The rain started to fall, lightly at first, as Rose left Sherlock to approach a statue that was facing the other way. Sherlock had investigated it earlier—some literary figure, not even a real person! Rose had murmured that she had always wanted to see it, so Sherlock busied himself securing their items before the heavier rainfall sent them both hurrying over to seek shelter in front of the hotel.
"Well, we could…" Sherlock gestured along the street and the corner around which he knew other food outlets existed, as Rose shivered beside him. "Or…" He drew in a steadying breath and hoped Rose wouldn't take his suggestion the wrong way. "I've actually…" He folded in his upper lip as Rose curiously looked up at him. "I've booked us a room… well, a bath… a room with a bath, because I know how much you like to…" Sherlock inhaled deeply again as Rose raised an interested brow. "And in this weather, in the middle of winter, there isn't actually any site-seeing you can do here, except galleries, and they're rubbish. And I don't fancy standing inside a glasshouse in the middle of the botanic gardens, hoping for snow. And you don't have a bathtub in your basement flat, and I know you like… baths." He trailed off, but was thankful to see Rose's face brighten into a smile, and finally, she emitted a tiny chuckle.
As she hugged herself, obviously suffering in the weather, she said, "I do love fluffy white snow. But, fuck, it's cold. Show me your room with a bath, then."

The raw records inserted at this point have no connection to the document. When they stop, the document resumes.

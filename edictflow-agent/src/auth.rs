//! Device-authorization login
//!
//! `start` asks the identity endpoint for a device code the user confirms in
//! a browser; `poll_until_authorized` then polls for the bearer token at the
//! advertised interval until it is issued, refused, or the code expires.
//! Token-endpoint failures follow the device-flow error strings
//! (`authorization_pending`, `slow_down`, `expired_token`, `access_denied`).

use std::time::Duration;

use async_trait::async_trait;
use chrono::{DateTime, Utc};
use serde::{Deserialize, Serialize};
use tokio::time::Instant;

use crate::error::{AgentError, Result};
use crate::store::AuthRecord;

/// Seconds added to the poll interval on `slow_down`
pub const SLOW_DOWN_STEP_SECS: u64 = 5;

/// HTTP timeout for each identity request
const REQUEST_TIMEOUT: Duration = Duration::from_secs(15);

fn default_interval() -> u64 {
    5
}

/// Device code handed out by `start`
#[derive(Debug, Clone, PartialEq, Eq, Serialize, Deserialize)]
pub struct DeviceCode {
    pub device_code: String,
    pub user_code: String,
    pub verification_uri: String,
    /// Seconds the code stays valid
    pub expires_in: u64,
    /// Minimum seconds between polls
    #[serde(default = "default_interval")]
    pub interval: u64,
}

/// Token issued once the user confirms
#[derive(Debug, Clone, PartialEq, Eq, Serialize, Deserialize)]
pub struct TokenGrant {
    pub access_token: String,
    /// Seconds until the token expires; absent for non-expiring tokens
    #[serde(default)]
    pub expires_in: Option<u64>,
    pub user_id: String,
    #[serde(default)]
    pub agent_id: Option<String>,
}

impl TokenGrant {
    /// Store form; the agent id defaults to the user id
    pub fn into_auth_record(self, now: DateTime<Utc>) -> AuthRecord {
        let expires_at = self
            .expires_in
            .and_then(|secs| i64::try_from(secs).ok())
            .map(|secs| now + chrono::Duration::seconds(secs));
        AuthRecord {
            token: self.access_token,
            expires_at,
            agent_id: self.agent_id.unwrap_or_else(|| self.user_id.clone()),
            user_id: self.user_id,
        }
    }
}

/// One failed poll
#[derive(Debug, Clone, PartialEq, Eq, thiserror::Error)]
pub enum PollError {
    #[error("authorization pending")]
    AuthorizationPending,

    #[error("polling too fast")]
    SlowDown,

    #[error("device code expired")]
    ExpiredToken,

    #[error("authorization denied")]
    AccessDenied,

    #[error("transport error: {0}")]
    Transport(String),
}

impl PollError {
    /// Map a device-flow error string
    pub fn from_code(code: &str) -> Self {
        match code {
            "authorization_pending" => PollError::AuthorizationPending,
            "slow_down" => PollError::SlowDown,
            "expired_token" => PollError::ExpiredToken,
            "access_denied" => PollError::AccessDenied,
            other => PollError::Transport(format!("unexpected error '{}'", other)),
        }
    }
}

impl From<PollError> for AgentError {
    fn from(e: PollError) -> Self {
        AgentError::Auth(e.to_string())
    }
}

/// One token-endpoint round trip
#[async_trait]
pub trait TokenPoller: Send + Sync {
    async fn poll_token(&self, device_code: &str) -> std::result::Result<TokenGrant, PollError>;
}

/// Poll until a token is issued or the code's lifetime runs out
pub async fn poll_until_authorized(poller: &dyn TokenPoller, code: &DeviceCode) -> Result<TokenGrant> {
    let deadline = Instant::now() + Duration::from_secs(code.expires_in);
    let mut interval = Duration::from_secs(code.interval.max(1));

    loop {
        if Instant::now() + interval > deadline {
            return Err(PollError::ExpiredToken.into());
        }
        tokio::time::sleep(interval).await;

        match poller.poll_token(&code.device_code).await {
            Ok(grant) => {
                tracing::info!(user_id = %grant.user_id, "device authorized");
                return Ok(grant);
            }
            Err(PollError::AuthorizationPending) => continue,
            Err(PollError::SlowDown) => {
                interval += Duration::from_secs(SLOW_DOWN_STEP_SECS);
                tracing::debug!(interval_secs = interval.as_secs(), "slowing down");
            }
            Err(PollError::Transport(e)) => {
                tracing::warn!(error = %e, "token poll failed; retrying");
            }
            Err(e) => return Err(e.into()),
        }
    }
}

#[derive(Debug, Deserialize)]
struct ErrorBody {
    error: String,
}

/// `reqwest` client for the identity endpoints under `{base}/api/v1/auth`
pub struct DeviceAuthClient {
    http: reqwest::Client,
    base_url: String,
}

impl DeviceAuthClient {
    pub fn new(base_url: impl Into<String>) -> Result<Self> {
        let http = reqwest::Client::builder()
            .timeout(REQUEST_TIMEOUT)
            .build()?;
        Ok(Self {
            http,
            base_url: base_url.into().trim_end_matches('/').to_string(),
        })
    }

    /// Request a device code
    pub async fn start(&self) -> Result<DeviceCode> {
        let url = format!("{}/api/v1/auth/device", self.base_url);
        let response = self.http.post(&url).send().await?;
        if !response.status().is_success() {
            return Err(AgentError::Auth(format!(
                "device authorization failed with status {}",
                response.status().as_u16()
            )));
        }
        Ok(response.json().await?)
    }
}

#[async_trait]
impl TokenPoller for DeviceAuthClient {
    async fn poll_token(&self, device_code: &str) -> std::result::Result<TokenGrant, PollError> {
        let url = format!("{}/api/v1/auth/device/token", self.base_url);
        let response = self
            .http
            .post(&url)
            .json(&serde_json::json!({ "device_code": device_code }))
            .send()
            .await
            .map_err(|e| PollError::Transport(e.to_string()))?;

        if response.status().is_success() {
            return response
                .json::<TokenGrant>()
                .await
                .map_err(|e| PollError::Transport(e.to_string()));
        }
        let status = response.status().as_u16();
        match response.json::<ErrorBody>().await {
            Ok(body) => Err(PollError::from_code(&body.error)),
            Err(_) => Err(PollError::Transport(format!("token endpoint returned {}", status))),
        }
    }
}
impl ControllerStore for SqliteStore {
    fn insert_rule(&self, rule: &Rule) -> Result<()> {
        let data = to_json(rule)?;
        let conn = self.conn.lock();
        conn.execute(
            "INSERT INTO rules (id, status, target_layer, data) VALUES (?1, ?2, ?3, ?4)",
            params![rule.id, rule.status.as_str(), rule.target_layer.as_str(), data],
        )
        .map_err(|e| {
            if is_constraint_violation(&e) {
                EdictError::AlreadyExists {
                    entity: "rule",
                    id: rule.id.clone(),
                }
            } else {
                e.into()
            }
        })?;
        Ok(())
    }

    fn update_rule(&self, rule: &Rule) -> Result<()> {
        let data = to_json(rule)?;
        let conn = self.conn.lock();
        let changed = conn.execute(
            "UPDATE rules SET status = ?2, target_layer = ?3, data = ?4 WHERE id = ?1",
            params![rule.id, rule.status.as_str(), rule.target_layer.as_str(), data],
        )?;
        if changed == 0 {
            return Err(EdictError::RuleNotFound {
                rule_id: rule.id.clone(),
            });
        }
        Ok(())
    }

    fn delete_rule(&self, rule_id: &str) -> Result<()> {
        let mut conn = self.conn.lock();
        let tx = conn.transaction()?;
        tx.execute("DELETE FROM approvals WHERE rule_id = ?1", params![rule_id])?;
        tx.execute("DELETE FROM attachments WHERE rule_id = ?1", params![rule_id])?;
        tx.execute("DELETE FROM rules WHERE id = ?1", params![rule_id])?;
        tx.commit()?;
        Ok(())
    }

    fn get_rule(&self, rule_id: &str) -> Result<Option<Rule>> {
        self.query_one_json("SELECT data FROM rules WHERE id = ?1", params![rule_id])
    }

    fn list_rules(&self) -> Result<Vec<Rule>> {
        self.query_json("SELECT data FROM rules ORDER BY seq", [])
    }

    fn insert_approval(&self, record: &ApprovalRecord) -> Result<()> {
        let conn = self.conn.lock();
        conn.execute(
            "INSERT INTO approvals (rule_id, voter_id, decision, comment, created_at)
             VALUES (?1, ?2, ?3, ?4, ?5)",
            params![
                record.rule_id,
                record.voter_id,
                record.decision.as_str(),
                record.comment,
                record.created_at.timestamp_millis()
            ],
        )
        .map_err(|e| {
            if is_constraint_violation(&e) {
                EdictError::DuplicateVote {
                    rule_id: record.rule_id.clone(),
                    voter_id: record.voter_id.clone(),
                }
            } else {
                e.into()
            }
        })?;
        Ok(())
    }

    fn list_approvals(&self, rule_id: &str) -> Result<Vec<ApprovalRecord>> {
        let conn = self.conn.lock();
        let mut stmt = conn.prepare(
            "SELECT voter_id, decision, comment, created_at FROM approvals
             WHERE rule_id = ?1 ORDER BY seq",
        )?;
        let rows = stmt
            .query_map(params![rule_id], |row| {
                Ok((
                    row.get::<_, String>(0)?,
                    row.get::<_, String>(1)?,
                    row.get::<_, Option<String>>(2)?,
                    row.get::<_, i64>(3)?,
                ))
            })?
            .collect::<std::result::Result<Vec<_>, _>>()?;

        rows.into_iter()
            .map(|(voter_id, decision, comment, created_at)| {
                Ok(ApprovalRecord {
                    rule_id: rule_id.to_string(),
                    voter_id,
                    decision: decision.parse()?,
                    comment,
                    created_at: from_millis(created_at)?,
                })
            })
            .collect()
    }

    fn clear_approvals(&self, rule_id: &str) -> Result<()> {
        let conn = self.conn.lock();
        conn.execute("DELETE FROM approvals WHERE rule_id = ?1", params![rule_id])?;
        Ok(())
    }

    fn upsert_approval_config(&self, config: &ApprovalConfig) -> Result<()> {
        let conn = self.conn.lock();
        conn.execute(
            "INSERT INTO approval_configs (scope, team_id, permission, required_count)
             VALUES (?1, ?2, ?3, ?4)
             ON CONFLICT (scope, team_id)
             DO UPDATE SET permission = excluded.permission,
                           required_count = excluded.required_count",
            params![
                config.scope.as_str(),
                config.team_id.as_deref().unwrap_or(""),
                config.permission,
                config.required_count
            ],
        )?;
        Ok(())
    }

    fn list_approval_configs(&self) -> Result<Vec<ApprovalConfig>> {
        let conn = self.conn.lock();
        let mut stmt = conn.prepare(
            "SELECT scope, team_id, permission, required_count FROM approval_configs
             ORDER BY scope, team_id",
        )?;
        let rows = stmt
            .query_map([], |row| {
                Ok((
                    row.get::<_, String>(0)?,
                    row.get::<_, String>(1)?,
                    row.get::<_, String>(2)?,
                    row.get::<_, u32>(3)?,
                ))
            })?
            .collect::<std::result::Result<Vec<_>, _>>()?;

        rows.into_iter()
            .map(|(scope, team_id, permission, required_count)| {
                Ok(ApprovalConfig {
                    scope: scope.parse()?,
                    permission,
                    required_count,
                    team_id: (!team_id.is_empty()).then_some(team_id),
                })
            })
            .collect()
    }

    fn insert_attachment(&self, attachment: &RuleAttachment) -> Result<()> {
        let conn = self.conn.lock();
        conn.execute(
            "INSERT INTO attachments (rule_id, team_id, status, requested_by, created_at)
             VALUES (?1, ?2, ?3, ?4, ?5)",
            params![
                attachment.rule_id,
                attachment.team_id,
                attachment.status.as_str(),
                attachment.requested_by,
                attachment.created_at.timestamp_millis()
            ],
        )
        .map_err(|e| {
            if is_constraint_violation(&e) {
                EdictError::DuplicateAttachment {
                    rule_id: attachment.rule_id.clone(),
                    team_id: attachment.team_id.clone(),
                }
            } else {
                e.into()
            }
        })?;
        Ok(())
    }

    fn set_attachment_status(
        &self,
        rule_id: &str,
        team_id: &str,
        status: AttachmentStatus,
    ) -> Result<()> {
        let conn = self.conn.lock();
        let changed = conn.execute(
            "UPDATE attachments SET status = ?3 WHERE rule_id = ?1 AND team_id = ?2",
            params![rule_id, team_id, status.as_str()],
        )?;
        if changed == 0 {
            return Err(EdictError::TeamNotFound {
                team_id: team_id.to_string(),
            });
        }
        Ok(())
    }

    fn list_attachments(&self, rule_id: &str) -> Result<Vec<RuleAttachment>> {
        let conn = self.conn.lock();
        let mut stmt = conn.prepare(
            "SELECT team_id, status, requested_by, created_at FROM attachments
             WHERE rule_id = ?1 ORDER BY seq",
        )?;
        let rows = stmt
            .query_map(params![rule_id], |row| {
                Ok((
                    row.get::<_, String>(0)?,
                    row.get::<_, String>(1)?,
                    row.get::<_, String>(2)?,
                    row.get::<_, i64>(3)?,
                ))
            })?
            .collect::<std::result::Result<Vec<_>, _>>()?;

        rows.into_iter()
            .map(|(team_id, status, requested_by, created_at)| {
                Ok(RuleAttachment {
                    rule_id: rule_id.to_string(),
                    team_id,
                    status: status.parse()?,
                    requested_by,
                    created_at: from_millis(created_at)?,
                })
            })
            .collect()
    }

    fn upsert_category(&self, category: &Category) -> Result<()> {
        let conn = self.conn.lock();
        conn.execute(
            "INSERT INTO categories (id, name, display_order) VALUES (?1, ?2, ?3)
             ON CONFLICT (id) DO UPDATE SET name = excluded.name,
                                            display_order = excluded.display_order",
            params![category.id, category.name, category.display_order],
        )?;
        Ok(())
    }

    fn list_categories(&self) -> Result<Vec<Category>> {
        let conn = self.conn.lock();
        let mut stmt =
            conn.prepare("SELECT id, name, display_order FROM categories ORDER BY rowid")?;
        let rows = stmt
            .query_map([], |row| {
                Ok(Category {
                    id: row.get(0)?,
                    name: row.get(1)?,
                    display_order: row.get(2)?,
                })
            })?
            .collect::<std::result::Result<Vec<_>, _>>()?;
        Ok(rows)
    }

    fn upsert_agent(&self, agent: &AgentRecord) -> Result<()> {
        let mut record = agent.clone();
        if let Some(existing) = self.get_agent(&agent.agent_id)? {
            record.registered_at = existing.registered_at;
        }
        let data = to_json(&record)?;
        let conn = self.conn.lock();
        conn.execute(
            "INSERT INTO agents (agent_id, data) VALUES (?1, ?2)
             ON CONFLICT (agent_id) DO UPDATE SET data = excluded.data",
            params![record.agent_id, data],
        )?;
        Ok(())
    }

    fn get_agent(&self, agent_id: &str) -> Result<Option<AgentRecord>> {
        self.query_one_json("SELECT data FROM agents WHERE agent_id = ?1", params![agent_id])
    }

    fn list_agents(&self) -> Result<Vec<AgentRecord>> {
        self.query_json("SELECT data FROM agents ORDER BY rowid", [])
    }

    fn insert_change(&self, change: &ChangeRequest) -> Result<()> {
        let data = to_json(change)?;
        let conn = self.conn.lock();
        conn.execute(
            "INSERT INTO change_requests (id, agent_id, file_path, status, data)
             VALUES (?1, ?2, ?3, ?4, ?5)",
            params![
                change.id,
                change.agent_id,
                change.file_path,
                change.status.as_str(),
                data
            ],
        )
        .map_err(|e| {
            if is_constraint_violation(&e) {
                EdictError::AlreadyExists {
                    entity: "pending change request",
                    id: format!("{}:{}", change.agent_id, change.file_path),
                }
            } else {
                e.into()
            }
        })?;
        Ok(())
    }

    fn update_change(&self, change: &ChangeRequest) -> Result<()> {
        let data = to_json(change)?;
        let conn = self.conn.lock();
        let changed = conn.execute(
            "UPDATE change_requests SET status = ?2, data = ?3 WHERE id = ?1",
            params![change.id, change.status.as_str(), data],
        )?;
        if changed == 0 {
            return Err(EdictError::ChangeNotFound {
                change_id: change.id.clone(),
            });
        }
        Ok(())
    }

    fn get_change(&self, change_id: &str) -> Result<Option<ChangeRequest>> {
        self.query_one_json(
            "SELECT data FROM change_requests WHERE id = ?1",
            params![change_id],
        )
    }

    fn find_pending_change(
        &self,
        agent_id: &str,
        file_path: &str,
    ) -> Result<Option<ChangeRequest>> {
        self.query_one_json(
            "SELECT data FROM change_requests
             WHERE agent_id = ?1 AND file_path = ?2 AND status = 'pending'",
            params![agent_id, file_path],
        )
    }

    fn list_changes(&self, status: Option<ChangeStatus>) -> Result<Vec<ChangeRequest>> {
        match status {
            Some(status) => self.query_json(
                "SELECT data FROM change_requests WHERE status = ?1 ORDER BY seq",
                params![status.as_str()],
            ),
            None => self.query_json("SELECT data FROM change_requests ORDER BY seq", []),
        }
    }

    fn insert_exception(&self, exception: &ExceptionRequest) -> Result<()> {
        let data = to_json(exception)?;
        let conn = self.conn.lock();
        conn.execute(
            "INSERT INTO exception_requests (id, change_request_id, data) VALUES (?1, ?2, ?3)",
            params![exception.id, exception.change_request_id, data],
        )
        .map_err(|e| {
            if is_constraint_violation(&e) {
                EdictError::AlreadyExists {
                    entity: "exception request",
                    id: exception.id.clone(),
                }
            } else {
                e.into()
            }
        })?;
        Ok(())
    }

    fn update_exception(&self, exception: &ExceptionRequest) -> Result<()> {
        let data = to_json(exception)?;
        let conn = self.conn.lock();
        let changed = conn.execute(
            "UPDATE exception_requests SET data = ?2 WHERE id = ?1",
            params![exception.id, data],
        )?;
        if changed == 0 {
            return Err(EdictError::ExceptionNotFound {
                exception_id: exception.id.clone(),
            });
        }
        Ok(())
    }

    fn get_exception(&self, exception_id: &str) -> Result<Option<ExceptionRequest>> {
        self.query_one_json(
            "SELECT data FROM exception_requests WHERE id = ?1",
            params![exception_id],
        )
    }

    fn list_exceptions(&self) -> Result<Vec<ExceptionRequest>> {
        self.query_json("SELECT data FROM exception_requests ORDER BY seq", [])
    }

    fn append_audit(&self, event: &AuditEvent) -> Result<()> {
        let data = to_json(event)?;
        let conn = self.conn.lock();
        conn.execute(
            "INSERT INTO audit_events (id, entity_id, data) VALUES (?1, ?2, ?3)",
            params![event.id, event.entity_id, data],
        )?;
        Ok(())
    }

    fn audit_trail(&self, entity_id: &str) -> Result<Vec<AuditEvent>> {
        self.query_json(
            "SELECT data FROM audit_events WHERE entity_id = ?1 ORDER BY seq",
            params![entity_id],
        )
    }

    fn latest_version(&self) -> Result<u64> {
        let conn = self.conn.lock();
        let value: Option<i64> = conn
            .query_row(
                "SELECT value FROM meta WHERE key = 'config_version'",
                [],
                |row| row.get(0),
            )
            .optional()?;
        Ok(value.map_or(0, |v| v.max(0) as u64))
    }

    fn record_version(&self, version: u64) -> Result<()> {
        let version = i64::try_from(version)
            .map_err(|_| EdictError::storage(format!("version out of range: {}", version)))?;
        let conn = self.conn.lock();
        conn.execute(
            "INSERT INTO meta (key, value) VALUES ('config_version', ?1)
             ON CONFLICT (key) DO UPDATE SET value = MAX(value, excluded.value)",
            params![version],
        )?;
        Ok(())
    }

    fn health_check(&self) -> Result<()> {
        let conn = self.conn.lock();
        conn.query_row("SELECT 1", [], |row| row.get::<_, i64>(0))?;
        Ok(())
    }

    fn name(&self) -> &'static str {
        "sqlite"
    }
}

Ten minutes later, Rose stood gazing out of the hotel room window at the view that showed the rain-misted shadowy shapes of the Firth of Forth as Sherlock filled the bathtub. Their third floor room of the converted Georgian house offered the best views, and Sherlock had requested it specifically. Rose had been telling Sherlock about one of her lectures when she had breathed out a "Wow," in response to the view.
As the bath filled, they discussed options for lunch, with Rose concluding she wanted something hot but not heavy. Soup was the best option there. Sherlock left Rose preparing for her soak in the tub and headed downstairs to find a suitable café. Thankfully, the reception staff insisted he order something in rather than braving the elements. After Sherlock made a phone call to a café around the corner that agreed to deliver, the receptionist offered to bring the food up to their room once it arrived.
The easy bit taken care of, Sherlock climbed the three flights of stairs back up to their room, a dull ache in his chest. Rose was already in the bath by the time he returned. He informed her about the status of her lunch, then offered to make her a cup of tea. He stuck to the safety of the bedroom, rather than talking to her from within the bathroom where Rose would most likely be lathering herself.
"Don't worry about the tea just yet," Rose called back.
After Sherlock had removed his jacket, because the room was rapidly becoming toasty, Rose called him.
"Yes?" he asked. She didn't reply, which meant she was waiting for him to enter the bathroom.
"I thought you were going to join me," she said, continuing to lather one leg and looking up at him through her lashes.
Both longing and fear coiled through Sherlock. He wanted this, but the future still seemed so hazy that he also hated to think of the disappointment that may be waiting for him.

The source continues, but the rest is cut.